## DESCRIPTION OF THE TASK
Using the data below, copy each line that includes the word "reading".

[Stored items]
········

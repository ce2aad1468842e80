//! Wheel configuration loaded from JSON.
use chrono::FixedOffset;
use serde::{Deserialize, Serialize};
use std::path::Path;

use crate::error::ConfigError;
use crate::identifier::DEFAULT_MAX_IDENTIFIER_LEN;

/// Default odds: one win in fifty spins.
pub const WIN_ODDS: u32 = 50;

const MAX_OFFSET_MINUTES: u32 = 18 * 60;

#[derive(Debug, Clone, PartialEq, Eq, Serialize, Deserialize)]
pub struct WheelConfig {
    /// A spin wins with probability `1 / win_odds`.
    #[serde(default = "WheelConfig::default_win_odds")]
    pub win_odds: u32,
    /// Reference timezone for calendar days, as minutes east of UTC.
    #[serde(default)]
    pub utc_offset_minutes: i32,
    #[serde(default = "WheelConfig::default_max_identifier_len")]
    pub max_identifier_len: usize,
}

impl WheelConfig {
    const fn default_win_odds() -> u32 {
        WIN_ODDS
    }

    const fn default_max_identifier_len() -> usize {
        DEFAULT_MAX_IDENTIFIER_LEN
    }

    /// Check invariants the wheel relies on.
    ///
    /// # Errors
    ///
    /// Returns the first violated invariant.
    pub fn validate(&self) -> Result<(), ConfigError> {
        if self.win_odds == 0 {
            return Err(ConfigError::ZeroOdds(self.win_odds));
        }
        self.offset()?;
        if self.max_identifier_len == 0 {
            return Err(ConfigError::ZeroIdentifierLen);
        }
        Ok(())
    }

    /// Reference timezone as a chrono offset.
    ///
    /// # Errors
    ///
    /// Returns `OffsetOutOfRange` when the offset is not representable.
    pub fn offset(&self) -> Result<FixedOffset, ConfigError> {
        let out_of_range = ConfigError::OffsetOutOfRange(self.utc_offset_minutes);
        if self.utc_offset_minutes.unsigned_abs() > MAX_OFFSET_MINUTES {
            return Err(out_of_range);
        }
        FixedOffset::east_opt(self.utc_offset_minutes * 60).ok_or(out_of_range)
    }
}

impl Default for WheelConfig {
    fn default() -> Self {
        Self {
            win_odds: Self::default_win_odds(),
            utc_offset_minutes: 0,
            max_identifier_len: Self::default_max_identifier_len(),
        }
    }
}

/// Errors raised while reading a configuration file.
#[derive(Debug, thiserror::Error)]
pub enum LoadConfigError {
    #[error("reading {path}: {source}")]
    Io {
        path: String,
        source: std::io::Error,
    },
    #[error("parsing {path}: {source}")]
    Parse {
        path: String,
        source: serde_json::Error,
    },
    #[error(transparent)]
    Invalid(#[from] ConfigError),
}

/// Load and validate a JSON configuration file. Missing keys take defaults.
///
/// # Errors
///
/// Returns a `LoadConfigError` if the file cannot be read, parsed, or validated.
pub fn load_config(path: &Path) -> Result<WheelConfig, LoadConfigError> {
    let label = path.display().to_string();
    let raw = std::fs::read_to_string(path).map_err(|source| LoadConfigError::Io {
        path: label.clone(),
        source,
    })?;
    let cfg: WheelConfig =
        serde_json::from_str(&raw).map_err(|source| LoadConfigError::Parse {
            path: label,
            source,
        })?;
    cfg.validate()?;
    Ok(cfg)
}
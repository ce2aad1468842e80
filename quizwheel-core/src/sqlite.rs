//! Durable ledger and quiz storage backed by `SQLite`.
//!
//! The `spin_ledger` table is keyed on `identifier`. A spin is committed by a
//! single `INSERT .. ON CONFLICT .. DO UPDATE .. WHERE` statement whose date
//! guard rejects a second write for the same calendar date, so the check and
//! the write cannot be split by another writer even across processes sharing
//! the database file.
//!
//! Dates are stored as ISO-8601 `YYYY-MM-DD` text, which orders correctly
//! under plain string comparison.
use chrono::NaiveDate;
use log::debug;
use rusqlite::{Connection, OptionalExtension, params};
use std::path::Path;
use std::sync::{Arc, Mutex};
use std::time::Duration;

use crate::error::StorageError;
use crate::identifier::Identifier;
use crate::ledger::{LedgerStore, SpinCommit, SpinLedgerEntry};
use crate::quiz::{QuizResult, QuizStats, QuizStore, round_pct};

const BUSY_TIMEOUT: Duration = Duration::from_secs(5);

const UPSERT_SPIN: &str = "INSERT INTO spin_ledger (identifier, last_spin_date, total_spins, total_wins)
     VALUES (?1, ?2, 1, ?3)
     ON CONFLICT(identifier) DO UPDATE SET
         last_spin_date = excluded.last_spin_date,
         total_spins = spin_ledger.total_spins + 1,
         total_wins = spin_ledger.total_wins + excluded.total_wins
     WHERE spin_ledger.last_spin_date < excluded.last_spin_date
     RETURNING identifier, last_spin_date, total_spins, total_wins";

const SELECT_ENTRY: &str = "SELECT identifier, last_spin_date, total_spins, total_wins
     FROM spin_ledger WHERE identifier = ?1";

type RawEntry = (String, NaiveDate, i64, i64);

/// `SQLite`-backed store implementing both [`LedgerStore`] and [`QuizStore`].
#[derive(Debug, Clone)]
pub struct SqliteStore {
    conn: Arc<Mutex<Connection>>,
}

impl SqliteStore {
    /// Open (or create) a database file and initialize the schema.
    ///
    /// # Errors
    ///
    /// Returns a `StorageError` if the file cannot be opened or the schema
    /// cannot be created.
    pub fn open(path: impl AsRef<Path>) -> Result<Self, StorageError> {
        let conn = Connection::open(path)?;
        conn.busy_timeout(BUSY_TIMEOUT)?;
        Self::from_connection(conn)
    }

    /// Private in-memory database.
    ///
    /// # Errors
    ///
    /// Returns a `StorageError` if `SQLite` cannot allocate the database.
    pub fn open_in_memory() -> Result<Self, StorageError> {
        Self::from_connection(Connection::open_in_memory()?)
    }

    fn from_connection(conn: Connection) -> Result<Self, StorageError> {
        Self::init_schema(&conn)?;
        Ok(Self {
            conn: Arc::new(Mutex::new(conn)),
        })
    }

    /// Initializes the database schema.
    ///
    /// # Errors
    ///
    /// Returns the underlying `rusqlite` error if a statement fails.
    pub fn init_schema(conn: &Connection) -> rusqlite::Result<()> {
        conn.execute(
            "CREATE TABLE IF NOT EXISTS spin_ledger (
                identifier TEXT PRIMARY KEY NOT NULL,
                last_spin_date TEXT NOT NULL,
                total_spins INTEGER NOT NULL,
                total_wins INTEGER NOT NULL,
                CHECK (total_wins >= 0 AND total_wins <= total_spins)
            )",
            [],
        )?;
        conn.execute(
            "CREATE TABLE IF NOT EXISTS quiz_results (
                id INTEGER PRIMARY KEY AUTOINCREMENT,
                quiz_id TEXT NOT NULL,
                score INTEGER NOT NULL,
                max_score INTEGER NOT NULL,
                duration_secs INTEGER,
                recorded_at TEXT NOT NULL,
                CHECK (max_score > 0 AND score <= max_score)
            )",
            [],
        )?;
        conn.execute(
            "CREATE INDEX IF NOT EXISTS idx_quiz_results_quiz_id ON quiz_results(quiz_id)",
            [],
        )?;
        Ok(())
    }

    fn lock(&self) -> Result<std::sync::MutexGuard<'_, Connection>, StorageError> {
        self.conn.lock().map_err(|_| StorageError::Poisoned)
    }
}

fn read_entry(row: &rusqlite::Row<'_>) -> rusqlite::Result<RawEntry> {
    Ok((row.get(0)?, row.get(1)?, row.get(2)?, row.get(3)?))
}

fn into_entry(
    (identifier, last_spin_date, spins, wins): RawEntry,
) -> Result<SpinLedgerEntry, StorageError> {
    let counter = |value: i64, field: &str| {
        u64::try_from(value).map_err(|_| StorageError::CorruptRow {
            key: identifier.clone(),
            detail: format!("{field} is negative ({value})"),
        })
    };
    let total_spins = counter(spins, "total_spins")?;
    let total_wins = counter(wins, "total_wins")?;
    Ok(SpinLedgerEntry {
        identifier,
        last_spin_date,
        total_spins,
        total_wins,
    })
}

impl LedgerStore for SqliteStore {
    fn get(&self, identifier: &Identifier) -> Result<Option<SpinLedgerEntry>, StorageError> {
        let conn = self.lock()?;
        conn.query_row(SELECT_ENTRY, params![identifier.as_str()], read_entry)
            .optional()?
            .map(into_entry)
            .transpose()
    }

    fn upsert_spin(
        &self,
        identifier: &Identifier,
        today: NaiveDate,
        won: bool,
    ) -> Result<SpinCommit, StorageError> {
        let conn = self.lock()?;
        let written = conn
            .query_row(
                UPSERT_SPIN,
                params![identifier.as_str(), today, i64::from(won)],
                read_entry,
            )
            .optional()?;
        if let Some(raw) = written {
            return into_entry(raw).map(SpinCommit::Committed);
        }
        debug!("date guard refused spin write for {}", identifier.log_tag());
        let existing = conn.query_row(SELECT_ENTRY, params![identifier.as_str()], read_entry)?;
        into_entry(existing).map(SpinCommit::AlreadySpun)
    }
}

impl QuizStore for SqliteStore {
    fn insert(&self, result: &QuizResult) -> Result<(), StorageError> {
        let conn = self.lock()?;
        conn.execute(
            "INSERT INTO quiz_results (quiz_id, score, max_score, duration_secs, recorded_at)
             VALUES (?1, ?2, ?3, ?4, ?5)",
            params![
                result.quiz_id,
                result.score,
                result.max_score,
                result.duration_secs,
                result.recorded_at
            ],
        )?;
        Ok(())
    }

    fn stats(&self) -> Result<Vec<QuizStats>, StorageError> {
        let conn = self.lock()?;
        let mut stmt = conn.prepare(
            "SELECT quiz_id,
                    COUNT(*),
                    AVG(score * 100.0 / max_score),
                    MAX(score),
                    SUM(CASE WHEN score = max_score THEN 1 ELSE 0 END)
             FROM quiz_results
             GROUP BY quiz_id
             ORDER BY quiz_id",
        )?;
        let rows = stmt.query_map([], |row| {
            Ok((
                row.get::<_, String>(0)?,
                row.get::<_, i64>(1)?,
                row.get::<_, f64>(2)?,
                row.get::<_, u32>(3)?,
                row.get::<_, i64>(4)?,
            ))
        })?;

        let mut stats = Vec::new();
        for row in rows {
            let (quiz_id, attempts, average_pct, best_score, perfect) = row?;
            let attempts = u64::try_from(attempts).map_err(|_| StorageError::CorruptRow {
                key: quiz_id.clone(),
                detail: "negative attempt count".to_string(),
            })?;
            let perfect_scores = u64::try_from(perfect).map_err(|_| StorageError::CorruptRow {
                key: quiz_id.clone(),
                detail: "negative perfect count".to_string(),
            })?;
            stats.push(QuizStats {
                quiz_id,
                attempts,
                average_pct: round_pct(average_pct),
                best_score,
                perfect_scores,
            });
        }
        Ok(stats)
    }
}
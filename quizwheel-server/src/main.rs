use anyhow::{Context, Result};
use clap::Parser;
use colored::Colorize;
use hyper::header::HeaderValue;
use log::info;
use std::net::SocketAddr;
use std::path::PathBuf;
use std::sync::Arc;

use quizwheel_core::{WheelConfig, load_config};
use quizwheel_server::{AppState, RateLimiter, serve};

#[derive(Debug, Parser)]
#[command(name = "quizwheel-server", version = "0.1.0")]
#[command(about = "Quiz results, statistics and the once-per-day wheel of fortune over HTTP")]
struct Args {
    /// Address to listen on
    #[arg(long, default_value = "127.0.0.1:3000")]
    bind: SocketAddr,

    /// SQLite database path (`:memory:` keeps data in process)
    #[arg(long, default_value = ":memory:")]
    database: String,

    /// Optional JSON file with wheel settings (win_odds, utc_offset_minutes, max_identifier_len)
    #[arg(long)]
    config: Option<PathBuf>,

    /// Value sent as `Access-Control-Allow-Origin` (`*` allows any origin)
    #[arg(long, default_value = "*")]
    cors_origin: String,

    /// Requests per minute allowed per client address (0 disables throttling)
    #[arg(long, default_value_t = 60)]
    rate_limit: u32,

    /// Verbose output
    #[arg(short, long)]
    verbose: bool,
}

#[tokio::main]
async fn main() -> Result<()> {
    let args = Args::parse();
    init_logging(args.verbose);

    let cfg = resolve_config(&args)?;
    announce_banner(&args, &cfg);

    let cors_origin = HeaderValue::from_str(&args.cors_origin)
        .with_context(|| format!("invalid --cors-origin {:?}", args.cors_origin))?;
    let mut state = AppState::sqlite(&args.database, &cfg)
        .with_context(|| format!("opening database {}", args.database))?
        .with_cors_origin(cors_origin);
    if args.rate_limit > 0 {
        state = state.with_limiter(RateLimiter::per_minute(args.rate_limit));
    }

    serve(args.bind, Arc::new(state), shutdown_signal())
        .await
        .with_context(|| format!("serving on {}", args.bind))?;

    info!("server stopped");
    Ok(())
}

fn init_logging(verbose: bool) {
    let default_filter = if verbose { "debug" } else { "info" };
    env_logger::Builder::from_env(env_logger::Env::default().default_filter_or(default_filter))
        .init();
}

fn resolve_config(args: &Args) -> Result<WheelConfig> {
    let Some(path) = args.config.as_deref() else {
        return Ok(WheelConfig::default());
    };
    load_config(path).with_context(|| format!("loading config {}", path.display()))
}

fn announce_banner(args: &Args, cfg: &WheelConfig) {
    println!("{}", "🎡 Quiz Wheel Server".bright_cyan().bold());
    println!("{}", "====================".cyan());
    println!("  bind:        {}", args.bind);
    println!("  database:    {}", args.database);
    println!("  win odds:    1 in {}", cfg.win_odds);
    println!("  utc offset:  {} min", cfg.utc_offset_minutes);
    println!("  cors origin: {}", args.cors_origin);
    if args.rate_limit == 0 {
        println!("  rate limit:  {}", "disabled".yellow());
    } else {
        println!("  rate limit:  {}/min per client", args.rate_limit);
    }
}

async fn shutdown_signal() {
    if tokio::signal::ctrl_c().await.is_err() {
        log::warn!("ctrl-c handler unavailable; running until killed");
        std::future::pending::<()>().await;
    }
    info!("shutdown requested");
}
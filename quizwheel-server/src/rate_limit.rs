//! Fixed-window request throttling per client address.
//!
//! The limiter is owned by the application state and injected into the
//! request path; nothing here is process-global.
use log::debug;
use std::collections::HashMap;
use std::net::IpAddr;
use std::sync::Mutex;
use std::time::{Duration, Instant};

/// Default cap on tracked clients; reaching it triggers a prune.
const DEFAULT_MAX_CLIENTS: usize = 4096;

#[derive(Debug, Clone, Copy)]
struct Window {
    started: Instant,
    count: u32,
}

#[derive(Debug)]
pub struct RateLimiter {
    limit: u32,
    window: Duration,
    max_clients: usize,
    clients: Mutex<HashMap<IpAddr, Window>>,
}

impl RateLimiter {
    /// Allow `limit` requests per client within each `window`.
    #[must_use]
    pub fn new(limit: u32, window: Duration) -> Self {
        Self {
            limit,
            window,
            max_clients: DEFAULT_MAX_CLIENTS,
            clients: Mutex::new(HashMap::new()),
        }
    }

    /// Cap the number of clients tracked at once.
    #[must_use]
    pub const fn with_max_clients(mut self, max_clients: usize) -> Self {
        self.max_clients = max_clients;
        self
    }

    #[must_use]
    pub fn per_minute(limit: u32) -> Self {
        Self::new(limit, Duration::from_secs(60))
    }

    /// Record a request from `client` at `now`; returns false once the client
    /// is over its budget for the current window.
    pub fn allow(&self, client: IpAddr, now: Instant) -> bool {
        let mut clients = self
            .clients
            .lock()
            .unwrap_or_else(std::sync::PoisonError::into_inner);
        if clients.len() >= self.max_clients {
            self.prune(&mut clients, now);
        }
        let entry = clients.entry(client).or_insert(Window {
            started: now,
            count: 0,
        });
        if now.duration_since(entry.started) >= self.window {
            *entry = Window {
                started: now,
                count: 0,
            };
        }
        if entry.count >= self.limit {
            return false;
        }
        entry.count += 1;
        true
    }

    /// Drop expired windows, then the oldest live ones until the map is at
    /// half capacity. Halving keeps the scan amortised across many requests.
    fn prune(&self, clients: &mut HashMap<IpAddr, Window>, now: Instant) {
        let window = self.window;
        clients.retain(|_, w| now.duration_since(w.started) < window);

        let target = self.max_clients / 2;
        if clients.len() <= target {
            return;
        }
        let excess = clients.len() - target;
        let mut starts: Vec<Instant> = clients.values().map(|w| w.started).collect();
        let (_, cutoff, _) = starts.select_nth_unstable(excess - 1);
        let cutoff = *cutoff;
        clients.retain(|_, w| w.started > cutoff);
        debug!("rate limiter evicted live windows; {} clients tracked", clients.len());
    }

    #[must_use]
    pub fn tracked_clients(&self) -> usize {
        self.clients
            .lock()
            .unwrap_or_else(std::sync::PoisonError::into_inner)
            .len()
    }
}
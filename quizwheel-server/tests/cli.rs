use std::process::Command;

fn temp_path(label: &str) -> std::path::PathBuf {
    std::env::temp_dir().join(format!(
        "quizwheel-cli-{label}-{}",
        std::time::SystemTime::now()
            .duration_since(std::time::UNIX_EPOCH)
            .unwrap_or_default()
            .as_nanos()
    ))
}

#[test]
fn cli_help_lists_flags() {
    let exe = env!("CARGO_BIN_EXE_quizwheel-server");
    let output = Command::new(exe).arg("--help").output().expect("run cli");
    assert!(output.status.success());
    let stdout = String::from_utf8_lossy(&output.stdout);
    for flag in ["--bind", "--database", "--config", "--rate-limit", "--cors-origin"] {
        assert!(stdout.contains(flag), "missing {flag} in help:\n{stdout}");
    }
}

#[test]
fn cli_refuses_invalid_config() {
    let exe = env!("CARGO_BIN_EXE_quizwheel-server");
    let config_path = temp_path("config.json");
    std::fs::write(&config_path, r#"{"win_odds": 0}"#).expect("write config");
    let output = Command::new(exe)
        .args(["--bind", "127.0.0.1:0", "--config"])
        .arg(&config_path)
        .output()
        .expect("run cli");
    let _ = std::fs::remove_file(&config_path);
    assert!(!output.status.success());
    let stderr = String::from_utf8_lossy(&output.stderr);
    assert!(stderr.contains("win_odds"), "stderr was:\n{stderr}");
}

#[test]
fn cli_refuses_missing_config_file() {
    let exe = env!("CARGO_BIN_EXE_quizwheel-server");
    let output = Command::new(exe)
        .args(["--config"])
        .arg(temp_path("absent.json"))
        .output()
        .expect("run cli");
    assert!(!output.status.success());
    let stderr = String::from_utf8_lossy(&output.stderr);
    assert!(stderr.contains("loading config"), "stderr was:\n{stderr}");
}

#[test]
fn cli_refuses_unusable_cors_origin() {
    let exe = env!("CARGO_BIN_EXE_quizwheel-server");
    let output = Command::new(exe)
        .args(["--bind", "127.0.0.1:0", "--cors-origin", "bad\u{1}origin"])
        .output()
        .expect("run cli");
    assert!(!output.status.success());
    let stderr = String::from_utf8_lossy(&output.stderr);
    assert!(stderr.contains("--cors-origin"), "stderr was:\n{stderr}");
}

········

## EXERCISE RESPONSE
/// Errors raised while reading a configuration file.
    #[error("reading {path}: {source}")]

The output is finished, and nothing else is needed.